Starting with the massive success of Xbox Live on the original Xbox, the 7th generation of consoles all launched with online being one of the new features they were capable of. This also brought a new power to development houses, and a much needed one, where they were able to patch games on the consoles like how they did on the PC. This, combined with good QA testing, was the makings for a future where one hard to find bug would not be the death knell for an otherwise great game but in the great tradition of the AAA market, if there is something that can be used for good then it can also be exploited. This has led us now to a new expectation in games where launch week is either exciting because a game didn’t have any major bugs or disappointing because it was shipped out sometimes so broken it is unplayable. Now I’m pretty sure I don’t have to explain why it is just flat out sad that gaming has come to this new idea of launch now and patch it later or go into the problems this can bring up. I will say though that there is a major difference between a 400-megabyte patch to fix some weapons balancing in an FPS and the 15-gigabyte download that MKX players had to get to make their PC version playable. Companies like WB have now ceased to look at launch week buyers as loyal customers who are the most important to their product but now as people who are paying for the right to beta test their games for another week or two until they can finish patching it to a playable state.
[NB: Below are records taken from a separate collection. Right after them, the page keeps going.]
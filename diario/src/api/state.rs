use std::sync::Arc;

use crate::config::Config;
use crate::db::{ConversationStore, DatabaseBackend};
use crate::llm::LlmProvider;
use crate::services::{ChatService, DiaryService};

#[derive(Clone)]
pub struct AppState {
    pub config: Arc<Config>,
    /// Document store: diary entries and users.
    pub db: Arc<dyn DatabaseBackend>,
    /// Key-value store holding conversation lists.
    pub conversations: Arc<dyn ConversationStore>,
    pub llm: LlmProvider,
    pub diary: DiaryService,
    pub chat: ChatService,
}

impl AppState {
    pub fn new(
        config: Config,
        db: Arc<dyn DatabaseBackend>,
        conversations: Arc<dyn ConversationStore>,
        llm: LlmProvider,
    ) -> Self {
        let diary = DiaryService::new(db.clone(), llm.clone());
        let chat = ChatService::new(conversations.clone(), llm.clone());

        Self {
            config: Arc::new(config),
            db,
            conversations,
            llm,
            diary,
            chat,
        }
    }
}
When it comes to game development today, usually one of three ways are used to make a game. Either a PC version is made then ported to consoles, a console version is made and then ported to PC or both versions are made at the same time. The third reason is actually the rarest because unlike having to work with the similar architecture of two competing consoles, a PC game has to be optimized with several graphics card makers drivers, two major CPU makers (AMD and Intel) and multiple generations of different combinations of both. This is why generally it is easier and less expensive on development to port a game to whichever platform it is being launched on but in the cases of Batman and MKX, led to both games having a schizophrenic development cycle. This was due to having main studios Rocksteady and NetherRealm developing the core games and then having secondary studios Iron Galaxy and High Voltage Software do the PC ports. Now both of these secondary studios have done good work in the past with Iron Galaxy porting Borderlands 2 to the PC and High Voltage Software doing work on the Saints Row 4 rerelease on the newer generation of consoles. The main issue with Batman and MKX, however, comes down to the nature of studios that exist to create these PC ports in which they are usually smaller outlets who will underbid for a job while overpromising results. Rocksteady has around 120 staff members and in the development cycle will have a majority of or if not all of them working on a major title release. High Voltage employs around 95 and they have multiple jobs going on at once in which they must divide that staff in order to work on everything. The split nature of development for PC is one that used to be “launch for one platform and then port later” to “launch for all platforms at once” due to PC’s resurgence in popularity and its newfound easiness to approach and because of this is why game development had to change and as we have often seen, not for the better.